Fiestas salvajes, consecuencias salvajes: La historia de Izzebella
Las vibraciones del traje de baño de Izzebella
Izzebella esperaba pasar un día relajante en la playa, pero las cosas no salieron como planeaba. Parece que había estado organizando una serie de fiestas salvajes y ruidosas últimamente, para consternación de su vecino. Ella había ignorado todas sus peticiones para bajar el volumen, así que hoy, ¡será la invitada de honor en una pequeña fiesta de él! Agarrada por detrás, con su mano apretada sobre su boca, quedó sin fuerzas para impedir que la atara a una silla, con las piernas levantadas y abiertas, su modestia preservada únicamente por su sexy (y escaso) bikini.

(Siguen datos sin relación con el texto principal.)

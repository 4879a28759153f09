//! Main promsd binary.
//!
//! Scrapes every configured source on a fixed period until interrupted,
//! logging the outcome of each cycle.

use std::{
    path::{Path, PathBuf},
    sync::Arc,
    time::Duration,
};

use clap::Parser;
use metrics_exporter_prometheus::PrometheusBuilder;
use promsd::{
    config::{self, Config, SourceConfig, Telemetry},
    descriptor::DescriptorCache,
    fetch::{self, Fetcher},
    pipeline,
    transform::Transforms,
};
use tokio::{
    runtime::Builder,
    signal,
    sync::broadcast,
    task::JoinSet,
    time::{self, MissedTickBehavior},
};
use tracing::{debug, error, info, warn};
use tracing_subscriber::{EnvFilter, util::SubscriberInitExt};

#[derive(thiserror::Error, Debug)]
enum Error {
    #[error("Failed to load promsd config: {0}")]
    Config(#[from] config::Error),
    #[error(transparent)]
    Io(#[from] std::io::Error),
    #[error("Failed to install prometheus recorder: {0}")]
    Prometheus(#[from] metrics_exporter_prometheus::BuildError),
}

fn default_config_path() -> String {
    "/etc/promsd/promsd.yaml".to_string()
}

#[derive(Parser, Debug)]
#[clap(version, about, long_about = None)]
struct Cli {
    /// path on disk to the configuration file
    #[clap(long, default_value_t = default_config_path())]
    config_path: String,
}

/// Everything one source's scrape loop needs.
///
/// Without a shared `fetcher` every cycle builds its own client from
/// `ca_certs`, so a bad certificate file fails cycles rather than the process.
#[derive(Debug)]
struct Scraper {
    source: SourceConfig,
    fetcher: Option<Fetcher>,
    ca_certs: Arc<[PathBuf]>,
    transforms: Transforms,
    cache: Arc<DescriptorCache>,
}

impl Scraper {
    async fn run(self, period: Duration, mut shutdown: broadcast::Receiver<()>) {
        info!(
            "scraping {component} at {uri} every {period:?}",
            component = self.source.component,
            uri = self.source.uri()
        );
        let mut poll = time::interval(period);
        poll.set_missed_tick_behavior(MissedTickBehavior::Delay);

        loop {
            tokio::select! {
                _ = poll.tick() => self.cycle().await,
                _ = shutdown.recv() => {
                    debug!("{component} scraper shutting down", component = self.source.component);
                    return;
                }
            }
        }
    }

    async fn cycle(&self) {
        let component = &self.source.component;
        let result = match &self.fetcher {
            Some(fetcher) => {
                pipeline::run_cycle(fetcher, &self.source, self.transforms, &self.cache).await
            }
            None => {
                pipeline::run_cycle_with_certs(
                    &self.source,
                    &self.ca_certs,
                    self.transforms,
                    &self.cache,
                )
                .await
            }
        };
        match result {
            Ok(outcome) => {
                let pending: Vec<&str> = outcome.report.pending().collect();
                if !pending.is_empty() {
                    info!("{component}: metric descriptors to push: {pending:?}");
                }
                debug!(
                    "{component}: {exportable} of {total} metric families exportable",
                    exportable = outcome.exportable().count(),
                    total = outcome.families.len()
                );
            }
            Err(err @ pipeline::Error::Fetch(fetch::Error::CertLoad { .. })) => {
                error!("{component}: {stage} failed: {err}", stage = err.stage());
            }
            Err(err @ pipeline::Error::Fetch(_)) => {
                warn!("{component}: {stage} failed: {err}", stage = err.stage());
            }
            Err(err @ pipeline::Error::Parse(_)) => {
                error!("{component}: {stage} failed: {err}", stage = err.stage());
            }
        }
    }
}

fn install_telemetry(telemetry: Telemetry) -> Result<(), Error> {
    let Telemetry {
        addr,
        global_labels,
    } = telemetry;
    let mut builder = PrometheusBuilder::new().with_http_listener(addr);
    for (k, v) in global_labels {
        builder = builder.add_global_label(k, v);
    }
    builder.install()?;
    info!("serving telemetry on {addr}");
    Ok(())
}

async fn inner_main(config: Config) -> Result<(), Error> {
    if let Some(telemetry) = config.telemetry.clone() {
        install_telemetry(telemetry)?;
    }

    let period = config.sample_period();
    let fetcher = match Fetcher::new(&config.ca_certs) {
        Ok(fetcher) => Some(fetcher),
        Err(err) => {
            error!("{err}; loading certificates again on every scrape cycle");
            None
        }
    };
    let ca_certs: Arc<[PathBuf]> = config.ca_certs.into();
    let cache = Arc::new(DescriptorCache::new());
    let (shutdown_snd, _) = broadcast::channel(1);

    let mut scrapers = JoinSet::new();
    for source in config.sources {
        let scraper = Scraper {
            source,
            fetcher: fetcher.clone(),
            ca_certs: Arc::clone(&ca_certs),
            transforms: config.transforms,
            cache: Arc::clone(&cache),
        };
        scrapers.spawn(scraper.run(period, shutdown_snd.subscribe()));
    }

    signal::ctrl_c().await?;
    info!("received ctrl-c");
    let _ = shutdown_snd.send(());
    while let Some(res) = scrapers.join_next().await {
        if let Err(err) = res {
            error!("Could not join the spawned scraper task: {err}");
        }
    }
    info!(
        "{count} metric descriptors known at shutdown",
        count = cache.len()
    );
    Ok(())
}

fn main() -> Result<(), Error> {
    tracing_subscriber::fmt()
        .with_env_filter(EnvFilter::from_default_env())
        .with_ansi(false)
        .finish()
        .init();

    let version = env!("CARGO_PKG_VERSION");
    info!("Starting promsd {version} run.");

    let cli = Cli::parse();
    let config = Config::from_path(Path::new(&cli.config_path))?;

    let runtime = Builder::new_multi_thread()
        .enable_io()
        .enable_time()
        .build()?;
    let res = runtime.block_on(inner_main(config));
    info!("Bye. :)");
    res
}
impl PrometheusParser {
    /// Create a new parser instance
    #[must_use]
    pub fn new() -> Self {
        Self::default()
    }

    /// Parse a complete Prometheus text format response
    ///
    /// # Errors
    ///
    /// Returns the first malformed line found. The families assembled so far
    /// are discarded.
    pub fn parse_text(mut self, text: &str) -> Result<MetricFamilyMap, Error> {
        for (idx, line) in text.lines().enumerate() {
            self.parse_line(line)
                .map_err(|kind| Error { line: idx + 1, kind })?;
        }
        Ok(self.finish())
    }

    /// Parse a single line of Prometheus text format into the families
    /// assembled so far
    ///
    /// # Errors
    ///
    /// Returns an error if the line is malformed or contradicts earlier lines.
    pub fn parse_line(&mut self, line: &str) -> Result<(), ParseError> {
        match Self::tokenize(line)? {
            None => Ok(()),
            Some(Line::Help { name, help }) => self.describe(&name, help),
            Some(Line::Type { name, metric_type }) => self.declare(&name, metric_type),
            Some(Line::Sample(sample)) => self.apply(sample),
        }
    }

    /// Families with at least one sample, keyed by name
    fn finish(self) -> MetricFamilyMap {
        self.families
            .into_iter()
            .filter(|(_, pending)| !pending.family.metrics.is_empty())
            .map(|(name, pending)| (name, pending.family))
            .collect()
    }

    /// Split one line into its grammatical parts. Blank lines and plain
    /// comments yield `None`.
    ///
    /// # Errors
    ///
    /// Returns an error if the line is malformed.
    pub fn tokenize(line: &str) -> Result<Option<Line>, ParseError> {
        let line = line.trim();
        if line.is_empty() {
            return Ok(None);
        }
        if let Some(comment) = line.strip_prefix('#') {
            return Self::parse_comment_line(comment);
        }
        Self::parse_metric_line(line).map(|sample| Some(Line::Sample(sample)))
    }

    fn parse_comment_line(comment: &str) -> Result<Option<Line>, ParseError> {
        let comment = comment.trim_start();
        let (keyword, rest) = comment
            .split_once(char::is_whitespace)
            .unwrap_or((comment, ""));
        let rest = rest.trim_start();
        let (name, rest) = rest.split_once(char::is_whitespace).unwrap_or((rest, ""));

        // HELP and TYPE lines lacking their operands are plain comments.
        match keyword {
            "HELP" if !name.is_empty() => {
                Self::validate_metric_name(name)?;
                Ok(Some(Line::Help {
                    name: name.to_string(),
                    help: Self::unescape_help(rest.trim_start())?,
                }))
            }
            "TYPE" if !name.is_empty() => {
                let Some(metric_type_str) = rest.split_ascii_whitespace().next() else {
                    return Ok(None);
                };
                Self::validate_metric_name(name)?;
                Ok(Some(Line::Type {
                    name: name.to_string(),
                    metric_type: metric_type_str.parse()?,
                }))
            }
            _ => Ok(None),
        }
    }

    fn unescape_help(text: &str) -> Result<String, ParseError> {
        let mut result = String::with_capacity(text.len());
        let mut chars = text.chars();
        while let Some(ch) = chars.next() {
            if ch == '\\' {
                match chars.next() {
                    Some('\\') => result.push('\\'),
                    Some('n') => result.push('\n'),
                    Some(c) => {
                        return Err(ParseError::InvalidFormat(format!(
                            "Invalid escape sequence in HELP: \\{c}"
                        )));
                    }
                    None => {
                        return Err(ParseError::InvalidFormat(
                            "Backslash at end of HELP text".to_string(),
                        ));
                    }
                }
            } else {
                result.push(ch);
            }
        }
        Ok(result)
    }

    fn parse_metric_line(line: &str) -> Result<ParsedMetric, ParseError> {
        let name_end = line
            .find(|c: char| c == '{' || c.is_whitespace())
            .ok_or(ParseError::MissingValue)?;
        let name = &line[..name_end];
        if name.is_empty() {
            return Err(ParseError::MissingName);
        }
        Self::validate_metric_name(name)?;

        let rest = line[name_end..].trim_start();
        let (labels, rest) = match rest.strip_prefix('{') {
            Some(labels_str) => Self::parse_labels(labels_str)?,
            None => (Labels::new(), rest),
        };
        let (value, timestamp) = Self::parse_value_and_timestamp(rest)?;

        Ok(ParsedMetric {
            name: name.to_string(),
            value,
            labels,
            timestamp,
        })
    }

    fn validate_metric_name(name: &str) -> Result<(), ParseError> {
        // [a-zA-Z_:][a-zA-Z0-9_:]*
        let mut chars = name.chars();
        let follows_pattern = chars
            .next()
            .is_some_and(|first| first.is_ascii_alphabetic() || first == '_' || first == ':')
            && chars.all(|c| c.is_ascii_alphanumeric() || c == '_' || c == ':');
        if follows_pattern {
            Ok(())
        } else {
            Err(ParseError::InvalidFormat(format!(
                "Invalid metric name: {name}"
            )))
        }
    }

    /// Parse the inside of a `{...}` label block, returning the labels and
    /// whatever follows the closing brace.
    fn parse_labels(labels_str: &str) -> Result<(Labels, &str), ParseError> {
        let mut labels = Labels::new();
        let mut rest = labels_str.trim_start();

        loop {
            if let Some(after) = rest.strip_prefix('}') {
                return Ok((labels, after));
            }
            if rest.is_empty() {
                return Err(ParseError::InvalidFormat(
                    "Unclosed labels bracket".to_string(),
                ));
            }

            let (label_name, after_name) = rest
                .split_once('=')
                .ok_or_else(|| ParseError::InvalidLabel(format!("Label missing '=': {rest}")))?;
            let label_name = label_name.trim();

            if label_name.is_empty() {
                return Err(ParseError::InvalidLabel("Empty label key".to_string()));
            }

            Self::validate_label_name(label_name)?;

            let (label_value, after_value) = Self::parse_label_value(after_name.trim_start())?;
            if labels.insert(label_name.to_string(), label_value).is_some() {
                return Err(ParseError::InvalidLabel(format!(
                    "Duplicate label name: {label_name}"
                )));
            }

            rest = after_value.trim_start();
            if let Some(after) = rest.strip_prefix(',') {
                rest = after.trim_start();
            } else if !rest.starts_with('}') {
                return Err(ParseError::InvalidLabel(
                    "Expected ',' or '}' after label value".to_string(),
                ));
            }
        }
    }

    fn validate_label_name(name: &str) -> Result<(), ParseError> {
        if name == RESERVED_NAME_LABEL {
            return Err(ParseError::InvalidLabel(format!(
                "Label name {RESERVED_NAME_LABEL} is reserved"
            )));
        }

        // Label names SHOULD follow [a-zA-Z_][a-zA-Z0-9_]* but any UTF-8 is
        // accepted as long as it does not collide with the label syntax.
        if let Some(c) = name
            .chars()
            .find(|&c| c.is_whitespace() || matches!(c, '{' | '}' | ',' | '"' | '='))
        {
            return Err(ParseError::InvalidLabel(format!(
                "Invalid character {c:?} in label name {name}"
            )));
        }

        Ok(())
    }

    /// Parse a quoted label value with escape handling, returning the
    /// unescaped value and the text after the closing quote.
    fn parse_label_value(value: &str) -> Result<(String, &str), ParseError> {
        let Some(inner) = value.strip_prefix('"') else {
            return Err(ParseError::InvalidLabel(
                "Label value must be quoted".to_string(),
            ));
        };

        let mut result = String::with_capacity(inner.len());
        let mut chars = inner.char_indices();

        while let Some((idx, ch)) = chars.next() {
            match ch {
                '\\' => match chars.next() {
                    Some((_, '\\')) => result.push('\\'),
                    Some((_, '"')) => result.push('"'),
                    Some((_, 'n')) => result.push('\n'),
                    Some((_, c)) => {
                        return Err(ParseError::InvalidLabel(format!(
                            "Invalid escape sequence: \\{c}"
                        )));
                    }
                    None => {
                        return Err(ParseError::InvalidLabel(
                            "Backslash at end of label value".to_string(),
                        ));
                    }
                },
                '"' => return Ok((result, &inner[idx + 1..])),
                _ => result.push(ch),
            }
        }

        Err(ParseError::InvalidLabel(
            "Label value quotes not properly paired".to_string(),
        ))
    }

    fn parse_value_and_timestamp(value_str: &str) -> Result<(f64, Option<i64>), ParseError> {
        let mut parts = value_str.split_whitespace();

        let value_part = parts.next().ok_or(ParseError::MissingValue)?;

        // Check for comment markers
        if value_part.contains('#') {
            return Err(ParseError::InvalidFormat(
                "Value contains comment marker".to_string(),
            ));
        }

        let value = parse_value(value_part).map_err(ParseError::InvalidValue)?;

        let timestamp =
            if let Some(ts_str) = parts.next() {
                Some(ts_str.parse::<i64>().map_err(|_| {
                    ParseError::InvalidFormat(format!("Invalid timestamp: {ts_str}"))
                })?)
            } else {
                None
            };

        if let Some(extra) = parts.next() {
            return Err(ParseError::InvalidFormat(format!(
                "Unexpected trailing data: {extra}"
            )));
        }

        Ok((value, timestamp))
    }

    fn describe(&mut self, name: &str, help: String) -> Result<(), ParseError> {
        let pending = self
            .families
            .entry(name.to_string())
            .or_insert_with(|| Pending::new(name));
        if pending.has_help {
            return Err(ParseError::DuplicateHelp(name.to_string()));
        }
        pending.has_help = true;
        pending.family.help = help;
        Ok(())
    }

    fn declare(&mut self, name: &str, metric_type: MetricType) -> Result<(), ParseError> {
        let pending = self
            .families
            .entry(name.to_string())
            .or_insert_with(|| Pending::new(name));
        if pending.declared {
            return Err(ParseError::DuplicateType(name.to_string()));
        }
        if !pending.family.metrics.is_empty() {
            return Err(ParseError::TypeAfterSamples(name.to_string()));
        }
        pending.declared = true;
        pending.family.metric_type = metric_type;
        Ok(())
    }

    /// Find the family a sample name belongs to. A family already known under
    /// the full name wins over the `_sum`/`_count`/`_bucket` suffix rules.
    fn resolve<'a>(&self, name: &'a str) -> (&'a str, Role) {
        if let Some(pending) = self.families.get(name) {
            let role = match pending.family.metric_type {
                MetricType::Summary => Role::Quantile,
                MetricType::Histogram => Role::Bare,
                MetricType::Counter | MetricType::Gauge | MetricType::Untyped => Role::Scalar,
            };
            return (name, role);
        }

        for (suffix, role) in [
            ("_sum", Role::Sum),
            ("_count", Role::Count),
            ("_bucket", Role::Bucket),
        ] {
            if let Some(base) = name.strip_suffix(suffix)
                && let Some(pending) = self.families.get(base)
            {
                match (pending.family.metric_type, role) {
                    (MetricType::Histogram, _) | (MetricType::Summary, Role::Sum | Role::Count) => {
                        return (base, role);
                    }
                    _ => {}
                }
            }
        }

        (name, Role::Scalar)
    }

    fn apply(&mut self, sample: ParsedMetric) -> Result<(), ParseError> {
        let (family_name, role) = self.resolve(&sample.name);
        let family_name = family_name.to_string();
        let pending = self
            .families
            .entry(family_name.clone())
            .or_insert_with(|| Pending::new(&family_name));

        let ParsedMetric {
            name,
            value,
            mut labels,
            timestamp,
        } = sample;

        match role {
            Role::Scalar => {
                let value = Value::scalar(pending.family.metric_type, value)
                    .ok_or_else(|| ParseError::UnexpectedSample(name.clone()))?;
                pending.family.metrics.push(Metric {
                    labels,
                    value,
                    timestamp,
                });
            }
            Role::Quantile => {
                let quantile = labels
                    .remove(QUANTILE_LABEL)
                    .ok_or_else(|| ParseError::MissingQuantile(name.clone()))?;
                let quantile = parse_value(&quantile)
                    .map_err(|q| ParseError::InvalidLabel(format!("Invalid quantile: {q}")))?;
                if let Value::Summary(summary) = pending.aggregate(labels, timestamp) {
                    summary.quantiles.push(Quantile { quantile, value });
                }
            }
            Role::Bucket => {
                let bound = labels
                    .remove(BUCKET_LABEL)
                    .ok_or_else(|| ParseError::MissingBucketBound(name.clone()))?;
                let upper_bound = parse_value(&bound)
                    .map_err(|b| ParseError::InvalidLabel(format!("Invalid bucket bound: {b}")))?;
                let cumulative_count = Self::count(value);
                if let Value::Histogram(histogram) = pending.aggregate(labels, timestamp) {
                    histogram.buckets.push(Bucket {
                        upper_bound,
                        cumulative_count,
                    });
                }
            }
            Role::Sum => match pending.aggregate(labels, timestamp) {
                Value::Summary(Summary { sum, .. }) | Value::Histogram(Histogram { sum, .. }) => {
                    *sum = value;
                }
                _ => return Err(ParseError::UnexpectedSample(name)),
            },
            Role::Count => {
                let observed = Self::count(value);
                match pending.aggregate(labels, timestamp) {
                    Value::Summary(Summary { count, .. })
                    | Value::Histogram(Histogram { count, .. }) => *count = observed,
                    _ => return Err(ParseError::UnexpectedSample(name)),
                }
            }
            Role::Bare => return Err(ParseError::UnexpectedSample(name)),
        }

        Ok(())
    }

    /// Counts saturate: negative and NaN become 0, `+Inf` becomes `u64::MAX`.
    #[allow(clippy::cast_possible_truncation, clippy::cast_sign_loss)]
    fn count(value: f64) -> u64 {
        value as u64
    }
}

Ahora, con la boca tapada y pegada, solo podía gruñir en protesta ahogada mientras él le quitaba lentamente la parte superior, exponiendo sus hermosos grandes pechos naturales, y le bajaba lentamente la parte inferior, saboreando sus gemidos de vergüenza, shock y dolor. Ató una cuerda ajustada entre las piernas, asegurándose de que las cuerdas dividieran los labios de su sexo, atrapando su clítoris entre ellas. Su verdadera preocupación llegó cuando él sacó un vibrador y comenzó a trabajar sobre su muy sensible coño. Gimiendo en agonía por su humillación, su cuerpo la traicionó mientras llegaba al orgasmo una y otra vez, sus ojos revelaban su odio por el hombre y la forma en que jugaba con su cuerpo joven como un violín. La guinda del pastel llegó cuando su vecino explicó los detalles de la fiesta que había planeado: solo Izzebella y UN MONTÓN de hombres muy excitados, todos instruidos para usarla como quisieran. El hombre ató el vibrador en su lugar, lo puso al máximo y la dejó retorciéndose y suplicando piedad. Su coño hinchado y sobreestimulado, cada nuevo orgasmo era agonizante, pero no tanto como las cosas que sus invitados de fiesta tenían planeadas para ella.